Portada del libro “Sombras quemadas”
(Foto: Tematika)
Llegar a la versión final del principio le tomó mucho tiempo. “Escribí cuatro o cinco borradores y ninguno funcionaba”. Decidió tomar el toro por los cachos: se lanzó con el nombre de la ciudad y la fecha precisa consciente de que sus lectores “sabrían que caería una bomba”.
Nagasaki, 9 de agosto de 1945.
Más tarde, quien sobreviva recordará ese día como gris. Pero en la mañana misma del 9 de agosto, tanto el hombre de Berlín, Konrad Weiss, como la maestra de escuela, Hiroko Tanaka, salen de sus casas y notan el azul perfecto del cielo en el que florece el humo blanco de las chimeneas de las fábricas de municiones.
Konrad no puede ver las chimeneas desde su casa en Minamiyamate, pero desde hace meses sus pensamientos han visitado con frecuencia la fábrica donde Hiroko Tanaka pasa sus días midiendo el grosor del acero con micrómetros, con imágenes de aulas abalanzándose sobre sus pensamientos, como los recuerdos del vuelo podrían entrar en las mentes de pájaros con alas rotas
Además de situarnos en ese hito histórico, Shamsie nos dice por adelantado que una de estas personas vivirá, otra no. “Quiero que te involucres con el día mismo, con los personajes y con su propio desconocimiento, porque ese día, en Nagasaki, nadie se despertó pensando en lo que iba a pasar”, le dice a la BBC.
Para crear sus mundos, Shamsie empieza imaginándose a sí misma en ellos. “Por supuesto, nunca estuve en Nagasaki en 1945, así que leí y vi fotografías y todo tipo de cosas para tratar de crear para mí ese sentido de lugar”.
“Al buscar Nagasaki lo que veía era una nube en forma de hongo.
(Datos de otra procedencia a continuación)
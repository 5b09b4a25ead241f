//! Disease → Cancer and Cancer → Biomarker linking.
//!
//! The curated cancer-name table is the only authority. An exact name
//! match carries confidence 0.95, a containment fallback 0.8, and
//! nothing weaker is linked at all.

use extract::schema::{Cancer, Disease};
use extract::vocabulary::{self, CancerKcdEntry};
use serde::{Deserialize, Serialize};
use tracing::{debug, warn};

use crate::disease_match::{code_covers, OFFICIAL_KCD_MAPPING};

/// How a cancer name matched the curated table.
#[derive(Debug, Clone, Copy, PartialEq, Eq, Serialize, Deserialize)]
#[serde(rename_all = "lowercase")]
pub enum NameMatch {
    Exact,
    Partial,
}

impl NameMatch {
    pub fn as_str(&self) -> &'static str {
        match self {
            NameMatch::Exact => "exact",
            NameMatch::Partial => "partial",
        }
    }

    pub fn confidence(&self) -> f64 {
        match self {
            NameMatch::Exact => 0.95,
            NameMatch::Partial => 0.8,
        }
    }
}

/// Disease → Cancer edge record.
#[derive(Debug, Clone, PartialEq, Serialize, Deserialize)]
pub struct CancerType {
    pub kcd_code: String,
    pub cancer_id: String,
    pub confidence: f64,
    pub match_type: NameMatch,
}

/// Cancer → Biomarker edge record.
#[derive(Debug, Clone, PartialEq, Eq, Serialize, Deserialize)]
pub struct CancerHasBiomarker {
    pub cancer_id: String,
    pub biomarker_id: String,
    pub mapping_method: String,
}

/// Looks a cancer name up in the curated table: a full exact pass
/// first, containment only when no exact entry exists anywhere.
pub fn table_entry(name_kr: &str) -> Option<(&'static CancerKcdEntry, NameMatch)> {
    let name = name_kr.trim();
    if name.is_empty() {
        return None;
    }
    if let Some(entry) = vocabulary::cancer_kcd_table().iter().find(|e| e.name_kr == name) {
        return Some((entry, NameMatch::Exact));
    }
    vocabulary::cancer_kcd_table()
        .iter()
        .find(|e| name.contains(e.name_kr) || e.name_kr.contains(name))
        .map(|entry| (entry, NameMatch::Partial))
}

/// One edge per (disease, cancer) pair whose codes agree under the
/// prefix rule. Cancers missing from the curated table are skipped.
pub fn link_cancer_types(diseases: &[Disease], cancers: &[Cancer]) -> Vec<CancerType> {
    let mut edges = Vec::new();
    for cancer in cancers {
        let Some((entry, name_match)) = table_entry(&cancer.name_kr) else {
            warn!(name = %cancer.name_kr, "cancer name not in curated table, skipping");
            continue;
        };
        for disease in diseases {
            let covered = entry
                .kcd_codes
                .iter()
                .any(|curated| code_covers(curated, &disease.kcd_code));
            if covered {
                edges.push(CancerType {
                    kcd_code: disease.kcd_code.clone(),
                    cancer_id: cancer.cancer_id.clone(),
                    confidence: name_match.confidence(),
                    match_type: name_match,
                });
            }
        }
    }
    debug!(edges = edges.len(), "linked diseases to cancer types");
    edges
}

/// Cancer → Biomarker edges wherever the curated code sets overlap.
pub fn link_cancer_biomarkers(cancers: &[Cancer]) -> Vec<CancerHasBiomarker> {
    let mut edges = Vec::new();
    for cancer in cancers {
        let Some((entry, _)) = table_entry(&cancer.name_kr) else {
            continue;
        };
        for def in vocabulary::biomarkers() {
            let overlaps = entry.kcd_codes.iter().any(|c| {
                def.kcd_codes
                    .iter()
                    .any(|d| code_covers(c, d) || code_covers(d, c))
            });
            if overlaps {
                edges.push(CancerHasBiomarker {
                    cancer_id: cancer.cancer_id.clone(),
                    biomarker_id: def.entity_id(),
                    mapping_method: OFFICIAL_KCD_MAPPING.to_string(),
                });
            }
        }
    }
    edges
}
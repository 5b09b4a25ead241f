use thiserror::Error;

/// Failures of the document parser client and the splitter around it.
#[derive(Debug, Error)]
pub enum DocParseError {
    #[error("unsupported format: {0}")]
    UnsupportedFormat(String),

    #[error("file too large: {size} bytes (limit {limit})")]
    FileTooLarge { size: u64, limit: u64 },

    #[error("too many pages: {pages} (limit {limit})")]
    TooManyPages { pages: u32, limit: u32 },

    #[error("provider rate limited")]
    RateLimited,

    #[error("provider rejected request ({status}): {message}")]
    Rejected { status: u16, message: String },

    #[error("transient provider error: {reason}")]
    Transient { reason: String },

    #[error("PDF read failed: {0}")]
    Pdf(#[from] lopdf::Error),

    #[error("JSON encode/decode failed: {0}")]
    Json(#[from] serde_json::Error),

    #[error(transparent)]
    Io(#[from] std::io::Error),
}

impl DocParseError {
    /// Retry-eligible failures. Rate limits count: the caller sleeps and
    /// tries again.
    pub fn is_transient(&self) -> bool {
        matches!(self, Self::Transient { .. } | Self::RateLimited)
    }

    /// Upload predicate violations the splitter is supposed to prevent.
    pub fn is_predicate(&self) -> bool {
        matches!(
            self,
            Self::UnsupportedFormat(_) | Self::FileTooLarge { .. } | Self::TooManyPages { .. }
        )
    }
}
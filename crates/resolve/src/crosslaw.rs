//! Reference resolution over the loaded article hierarchy.
//!
//! A citation resolves to the 조 of its target law first, then descends
//! one level when a clause number is given. Nothing is ever invented: a
//! citation whose law or 조 is not in the load goes to the unresolved
//! side report instead of becoming an edge.

use std::collections::{HashMap, HashSet};

use extract::reference::{ArticleReference, ReferenceExtractor, ReferenceKind, ReferenceType};
use extract::schema::{Article, Law};
use serde::{Deserialize, Serialize};
use tracing::{debug, info};

/// Article → Article edge record.
#[derive(Debug, Clone, PartialEq, Eq, Serialize, Deserialize)]
pub struct ResolvedReference {
    pub source_article_id: String,
    pub target_article_id: String,
    pub reference_type: ReferenceType,
    pub cross_law: bool,
}

/// Side-report entry for a citation that could not be resolved.
#[derive(Debug, Clone, PartialEq, Eq, Serialize, Deserialize)]
pub struct UnresolvedReference {
    pub source_article_id: String,
    pub raw: String,
    pub target_law: Option<String>,
    pub article_number: Option<String>,
    pub reason: String,
}

#[derive(Debug, Default)]
pub struct ReferenceResolution {
    pub resolved: Vec<ResolvedReference>,
    pub unresolved: Vec<UnresolvedReference>,
}

/// Lookup structure over every loaded law and article.
pub struct ArticleIndex {
    laws_by_name: HashMap<String, String>,
    /// law_id → (article_number → id of the 조).
    roots: HashMap<String, HashMap<String, String>>,
    /// 조 id → [(clause_number, clause id)].
    clauses: HashMap<String, Vec<(u32, String)>>,
}

impl ArticleIndex {
    pub fn build(laws: &[Law], articles: &[Article]) -> Self {
        let laws_by_name = laws
            .iter()
            .map(|l| (l.law_name.trim().to_string(), l.law_id.clone()))
            .collect();

        let mut roots: HashMap<String, HashMap<String, String>> = HashMap::new();
        let mut clauses: HashMap<String, Vec<(u32, String)>> = HashMap::new();
        for article in articles {
            if article.depth == 0 {
                roots
                    .entry(article.law_id.clone())
                    .or_default()
                    .insert(article.article_number.clone(), article.article_id.clone());
            } else if article.depth == 1 {
                if let (Some(parent), Some(clause)) =
                    (&article.parent_article_id, article.clause_number)
                {
                    clauses
                        .entry(parent.clone())
                        .or_default()
                        .push((clause, article.article_id.clone()));
                }
            }
        }

        Self { laws_by_name, roots, clauses }
    }

    /// Extracts and resolves every citation in every article body.
    /// Duplicate citations of the same target collapse to one edge.
    pub fn resolve_references(&self, articles: &[Article]) -> ReferenceResolution {
        let extractor = ReferenceExtractor::new();
        let mut out = ReferenceResolution::default();
        let mut seen: HashSet<(String, String, ReferenceType, bool)> = HashSet::new();

        for article in articles {
            for reference in extractor.extract(&article.full_text) {
                match self.resolve_one(article, &reference) {
                    Outcome::Resolved(edge) => {
                        let key = (
                            edge.source_article_id.clone(),
                            edge.target_article_id.clone(),
                            edge.reference_type,
                            edge.cross_law,
                        );
                        if seen.insert(key) {
                            out.resolved.push(edge);
                        }
                    }
                    Outcome::Unresolved(entry) => out.unresolved.push(entry),
                    Outcome::Skipped => {}
                }
            }
        }

        info!(
            resolved = out.resolved.len(),
            unresolved = out.unresolved.len(),
            "resolved article references"
        );
        out
    }

    fn resolve_one(&self, source: &Article, reference: &ArticleReference) -> Outcome {
        // Relative and pronoun mentions carry no addressable target.
        if matches!(reference.kind, ReferenceKind::Relative | ReferenceKind::Pronoun) {
            return Outcome::Skipped;
        }
        let Some(article_number) = reference.article_number.as_deref() else {
            return Outcome::Skipped;
        };

        let cross_law = reference.kind == ReferenceKind::CrossLaw;
        let law_id = if cross_law {
            let name = reference.target_law.as_deref().unwrap_or_default().trim();
            match self.laws_by_name.get(name) {
                Some(id) => id.as_str(),
                None => return Outcome::Unresolved(self.miss(source, reference, "law not loaded")),
            }
        } else {
            source.law_id.as_str()
        };

        let Some(root) = self.roots.get(law_id).and_then(|by_num| by_num.get(article_number))
        else {
            return Outcome::Unresolved(self.miss(source, reference, "article not found"));
        };

        let target = match reference.clause_number {
            Some(n) => self.clause_child(root, n).unwrap_or(root),
            None => root,
        };

        if *target == source.article_id {
            debug!(article = %source.article_id, "self mention skipped");
            return Outcome::Skipped;
        }

        Outcome::Resolved(ResolvedReference {
            source_article_id: source.article_id.clone(),
            target_article_id: target.clone(),
            reference_type: reference.reference_type,
            cross_law,
        })
    }

    fn clause_child(&self, root: &str, clause_number: u32) -> Option<&String> {
        self.clauses
            .get(root)?
            .iter()
            .find(|(n, _)| *n == clause_number)
            .map(|(_, id)| id)
    }

    fn miss(
        &self,
        source: &Article,
        reference: &ArticleReference,
        reason: &str,
    ) -> UnresolvedReference {
        UnresolvedReference {
            source_article_id: source.article_id.clone(),
            raw: reference.raw.clone(),
            target_law: reference.target_law.clone(),
            article_number: reference.article_number.clone(),
            reason: reason.to_string(),
        }
    }
}

enum Outcome {
    Resolved(ResolvedReference),
    Unresolved(UnresolvedReference),
    Skipped,
}

#[cfg(test)]
mod tests {
    use super::*;
    use extract::schema::LawType;

    fn law(id: &str, name: &str) -> Law {
        Law {
            law_id: id.to_string(),
            law_name: name.to_string(),
            law_type: LawType::Statute,
        }
    }

    fn article(id: &str, law_id: &str, number: &str, depth: u8, text: &str) -> Article {
        Article {
            article_id: id.to_string(),
            law_id: law_id.to_string(),
            article_number: number.to_string(),
            article_title: None,
            depth,
            clause_number: None,
            subclause_number: None,
            item_number: None,
            full_text: text.to_string(),
            parent_article_id: None,
        }
    }

    fn clause(id: &str, law_id: &str, number: &str, n: u32, parent: &str) -> Article {
        Article {
            clause_number: Some(n),
            parent_article_id: Some(parent.to_string()),
            ..article(id, law_id, number, 1, "")
        }
    }

    fn fixture() -> (Vec<Law>, Vec<Article>) {
        let laws = vec![law("L1", "국민건강보험법"), law("L2", "의료법")];
        let articles = vec![
            article("L1/제7조", "L1", "제7조", 0, ""),
            article("L1/제11조", "L1", "제11조", 0, ""),
            article("L2/제27조", "L2", "제27조", 0, ""),
            clause("L2/제27조/제1항", "L2", "제27조", 1, "L2/제27조"),
        ];
        (laws, articles)
    }

    fn resolve_text(text: &str) -> ReferenceResolution {
        let (laws, mut articles) = fixture();
        articles[0].full_text = text.to_string();
        let index = ArticleIndex::build(&laws, &articles);
        index.resolve_references(&articles)
    }

    #[test]
    fn test_same_law_citation_resolves_in_place() {
        let out = resolve_text("보험급여에 관하여는 제11조의 규정을 준용한다.");
        assert_eq!(out.resolved.len(), 1);
        let edge = &out.resolved[0];
        assert_eq!(edge.source_article_id, "L1/제7조");
        assert_eq!(edge.target_article_id, "L1/제11조");
        assert_eq!(edge.reference_type, ReferenceType::Application);
        assert!(!edge.cross_law);
    }

    #[test]
    fn test_cross_law_citation_descends_to_the_clause() {
        let out = resolve_text("「의료법」 제27조제1항에 따라 자격을 확인한다.");
        let edge = &out.resolved[0];
        assert_eq!(edge.target_article_id, "L2/제27조/제1항");
        assert!(edge.cross_law);
    }

    #[test]
    fn test_missing_clause_falls_back_to_the_article() {
        let out = resolve_text("「의료법」 제27조제3항에 따라 조치한다.");
        assert_eq!(out.resolved[0].target_article_id, "L2/제27조");
        assert!(out.unresolved.is_empty());
    }

    #[test]
    fn test_unknown_law_goes_to_the_side_report() {
        let out = resolve_text("「약사법」 제1조에 따른다.");
        assert!(out.resolved.is_empty());
        assert_eq!(out.unresolved.len(), 1);
        let miss = &out.unresolved[0];
        assert_eq!(miss.target_law.as_deref(), Some("약사법"));
        assert_eq!(miss.reason, "law not loaded");
    }

    #[test]
    fn test_missing_article_goes_to_the_side_report() {
        let out = resolve_text("「의료법」 제99조에 따른다.");
        assert!(out.resolved.is_empty());
        let miss = &out.unresolved[0];
        assert_eq!(miss.article_number.as_deref(), Some("제99조"));
        assert_eq!(miss.reason, "article not found");
    }

    #[test]
    fn test_self_mention_makes_no_edge() {
        let (laws, mut articles) = fixture();
        articles[1].full_text = "이 경우 제11조의 기준에 따른다.".to_string();
        let index = ArticleIndex::build(&laws, &articles);
        let out = index.resolve_references(&articles);
        assert!(out.resolved.is_empty());
        assert!(out.unresolved.is_empty());
    }

    #[test]
    fn test_repeated_citation_collapses_to_one_edge() {
        let out = resolve_text("제11조에 따르며, 제11조에 따른 기준을 적용한다.");
        assert_eq!(out.resolved.len(), 1);
    }

    #[test]
    fn test_relative_mentions_make_no_edges() {
        let out = resolve_text("같은 조 제2항의 기준에 따른다.");
        assert!(out.resolved.is_empty());
        assert!(out.unresolved.is_empty());
    }
}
Quise restaurar la ciudad en las páginas. Y realzar el contraste. Hiroko está de vacaciones, hay un azul perfecto en el cielo y la ilusión de victoria”. Esa tranquilidad antes de la tormenta es deliberada, pero también, un hecho.
“Ese 9 de agosto realmente empezó como un día soleado, y en algún momento el cielo se llenó de nubes que casi impidieron que lanzaran la bomba”. Sin embargo, subraya, que “la escritura descriptiva nunca se trata puramente de mostrar algo como si fuera una fotografía, debe ir más allá de lo visual. Tiene que haber algo en los detalles particulares que te dan para que se empiece a sembrar la trama de la novela”.
Silencios
Y fue un detalle sobre las mujeres que vestían kimonos blancos con botones oscuros que encontró al leer Hiroshima de John Hersey lo que le dio el nombre de Sombras quemadas y la llevó a “ver una imagen que podría convertirse en una novela”.
“El blanco reflejó el calor de la bomba lejos de su cuerpo, y el negro lo absorbió, por lo que, horriblemente, terminaron con tatuajes en su piel en forma de los botones de sus kimonos”, menciona el libro. “Mientras leía eso, tenía una imagen en mi cabeza de una mujer con un kimono con botones en forma de tres grullas negras en la espalda. Quise que esa mujer se diera la vuelta”, sostuvo.
Hiroko sale a la terraza. Su cuerpo, del cuello para abajo, es una columna de seda, blanco con tres grullas negras que se abalanzan sobre su espalda. Mira hacia las montañas, y todo le parece más hermoso que esa mañana temprano. Nagasaki es más hermosa que nunca. Gira la cabeza y ve las torres de la Catedral de Urakami, que Konrad está mirando cuando nota un espacio abierto entre las nubes. La luz del sol lo atraviesa, separando aún más las nubes.
Hiroko.
Y entonces el mundo se vuelve blanco.
Lo que sigue, en el libro, son dos páginas vacías: “Como escritor, hay momentos en los que reconocés que las palabras se detienen”.
“Hiroshima”, de John Hersey
Conversaciones
Ciertamente, el silencio, así como el subtexto y la inarticulación, son indispensables. “A veces se dice que hay palabras indelebles, pero en realidad, es el silencio después del discurso, el cambio en el silencio, la transformación en el ambiente después de que se conoce algo lo que marca”, le dice a la BBC la novelista ganadora del premio Booker Anne Enright.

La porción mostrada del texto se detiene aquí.